## WHAT IS REQUIRED
Transcribe the lines of the records starting with the one that has "async fn test_form(req: Request)" in it and ending with the last, and transcribe nothing else.

Start of AVAILABLE RECORDS

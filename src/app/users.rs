//! The `/users` endpoints.

use serde_json::{Value, json};
use tracing::info;

use super::is_truthy;
use crate::{IntoResponse, Json, Method, Next, Rejection, Request, Response, Router, StatusCode};

/// Routes mounted under `/users`.
pub fn router() -> Router {
    Router::new()
        .on(Method::GET, "/", all_users)
        .on(Method::POST, "/", create_user)
        .before(Method::POST, "/test-json", validate_secret)
        .on(Method::POST, "/test-json", test_json)
        .on(Method::POST, "/test-form", test_form)
}

/// Requires truthy `name` and `age` body fields.
pub async fn validate_user(req: Request, next: Next) -> Response {
    if !is_truthy(req.field("name")) || !is_truthy(req.field("age")) {
        return Rejection::Validation("Missing name or age".into()).into_response();
    }
    next.run(req).await
}

pub async fn user_is_valid(_req: Request) -> &'static str {
    "User is valid!"
}

/// Requires a truthy `secret` body field.
pub async fn validate_secret(req: Request, next: Next) -> Response {
    if !is_truthy(req.field("secret")) {
        return (StatusCode::UNAUTHORIZED, Json(json!({ "message": "Unauthorized" }))).into_response();
    }
    next.run(req).await
}

async fn all_users(_req: Request) -> &'static str {
    "All users"
}

async fn create_user(_req: Request) -> &'static str {
    "Create a user"
}

async fn test_json(req: Request) -> Json<Value> {
    let body = echo(&req);
    info!(%body, "received JSON body");
    Json(json!({ "message": "JSON parsed successfully!", "yourData": body }))
}

async fn test_form(req: Request) -> Json<Value> {
    let body = echo(&req);
    info!(%body, "received form body");
    Json(json!({ "message": "Form data parsed successfully!", "yourData": body }))
}

fn echo(req: &Request) -> Value {
    req.parsed().cloned().unwrap_or_else(|| json!({}))
}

End of AVAILABLE RECORDS

## SOLVED EXERCISE
async fn test_form(req: Request) -> Json<Value> {
    let body = echo(&req);
    info!(%body, "received form body");
    Json(json!({ "message": "Form data parsed successfully!", "yourData": body }))
}

fn echo(req: &Request) -> Value {
    req.parsed().cloned().unwrap_or_else(|| json!({}))
}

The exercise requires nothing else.